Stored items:
------------------------
//! Refinement pipeline orchestration
//!
//! Runs the full extract → encode → transform → decode → reassemble → diff
//! sequence. The text-transformation stage is injected as a single-call
//! capability; the pipeline never inspects how it works, it only hands it
//! one string and takes one string back. Results are memoized per encoded
//! payload so repeated runs over identical content call the stage at most
//! once.

use std::collections::HashMap;
use std::io::Write;
use std::process::{Command, Stdio};

use crate::document::{
    ChangeReport, DocumentElement, ExtractOptions, build_docx, clean_transformed_output, compare,
    decode, encode, extract_elements,
};
use crate::error::{Error, Result};

/// The external text-improvement stage: one string in, one improved string
/// out. Implementations may be slow and may fail; they must not be assumed
/// to preserve placeholder tokens, paragraph counts, or plain formatting.
pub trait TextTransformer {
    fn transform(&self, text: &str) -> Result<String>;
}

/// Passthrough stage. Useful for structural round trips and as a default.
pub struct IdentityTransformer;

impl TextTransformer for IdentityTransformer {
    fn transform(&self, text: &str) -> Result<String> {
        Ok(text.to_string())
    }
}

/// Pipes the payload through an external command's stdin/stdout, so any
/// script or model CLI can serve as the refinement stage.
pub struct CommandTransformer {
    program: String,
    args: Vec<String>,
}

impl CommandTransformer {
    pub fn new(program: impl Into<String>, args: Vec<String>) -> Self {
        Self {
            program: program.into(),
            args,
        }
    }

    /// Build from a whitespace-separated command line.
    pub fn from_command_line(command_line: &str) -> Option<Self> {
        let mut parts = command_line.split_whitespace().map(str::to_string);
        let program = parts.next()?;
        Some(Self::new(program, parts.collect()))
    }
}

impl TextTransformer for CommandTransformer {
    fn transform(&self, text: &str) -> Result<String> {
        let mut child = Command::new(&self.program)
            .args(&self.args)
            .stdin(Stdio::piped())
            .stdout(Stdio::piped())
            .stderr(Stdio::piped())
            .spawn()
            .map_err(|e| {
                Error::TransformationService(format!("failed to start {}: {e}", self.program))
            })?;

        if let Some(stdin) = child.stdin.as_mut() {
            stdin
                .write_all(text.as_bytes())
                .map_err(|e| Error::TransformationService(e.to_string()))?;
        }

        let output = child
            .wait_with_output()
            .map_err(|e| Error::TransformationService(e.to_string()))?;

        if !output.status.success() {
            return Err(Error::TransformationService(format!(
                "{} exited with {}: {}",
                self.program,
                output.status,
                String::from_utf8_lossy(&output.stderr).trim()
            )));
        }

        String::from_utf8(output.stdout)
            .map_err(|e| Error::TransformationService(format!("non-UTF-8 output: {e}")))
    }
}

/// Options for one refinement run.
#[derive(Debug, Clone, Default)]
pub struct RefineOptions {
    /// Directory to extract embedded images into so they can be re-inserted
    /// during reassembly. Without it, images are dropped (best-effort).
    pub image_dir: Option<std::path::PathBuf>,
}

/// Everything a refinement run produces.
#[derive(Debug)]
pub struct RefineOutcome {
    /// The reassembled .docx bytes.
    pub document: Vec<u8>,
    /// Elements as extracted from the input.
    pub original_elements: Vec<DocumentElement>,
    /// Elements after the transformation stage was spliced back in.
    pub refined_elements: Vec<DocumentElement>,
    /// Structural comparison of the two sequences.
    pub report: ChangeReport,
}

/// Orchestrates the refinement stages around an injected transformer.
pub struct RefinePipeline<T: TextTransformer> {
    transformer: T,
    // Memoized refined payloads keyed by the encoded payload (the content
    // fingerprint; exact string equality). At most one transformation per
    // fingerprint.
    cache: HashMap<String, String>,
}

impl<T: TextTransformer> RefinePipeline<T> {
    pub fn new(transformer: T) -> Self {
        Self {
            transformer,
            cache: HashMap::new(),
        }
    }

    /// Refine a .docx byte buffer end to end.
    pub fn refine_bytes(&mut self, bytes: &[u8], options: &RefineOptions) -> Result<RefineOutcome> {
        let extract_options = ExtractOptions {
            image_dir: options.image_dir.clone(),
        };
        let original_elements = extract_elements(bytes, &extract_options)?;
        log::debug!("extracted {} elements", original_elements.len());

        let payload = encode(&original_elements);
        let refined_text = self.transform_cached(&payload)?;

        let refined_elements = decode(&original_elements, &refined_text);
        let document = build_docx(&refined_elements)?;
        let report = compare(&original_elements, &refined_elements);
        log::debug!("{}", report.summary);

        Ok(RefineOutcome {
            document,
            original_elements,
            refined_elements,
            report,
        })
    }

    fn transform_cached(&mut self, payload: &str) -> Result<String> {
        if let Some(cached) = self.cache.get(payload) {
            log::debug!("serving transformation result from cache");
            return Ok(cached.clone());
        }

        let raw = self.transformer.transform(payload)?;
        let cleaned = clean_transformed_output(&raw);
        self.cache.insert(payload.to_string(), cleaned.clone());
        Ok(cleaned)
    }

    /// Drop all memoized results.
    pub fn clear_cache(&mut self) {
        self.cache.clear();
    }
}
------------------------
Work instructions: From the data, list each line in which the string "back" appears.

Exercise output:
//! one string and takes one string back. Results are memoized per encoded
    /// Elements after the transformation stage was spliced back in.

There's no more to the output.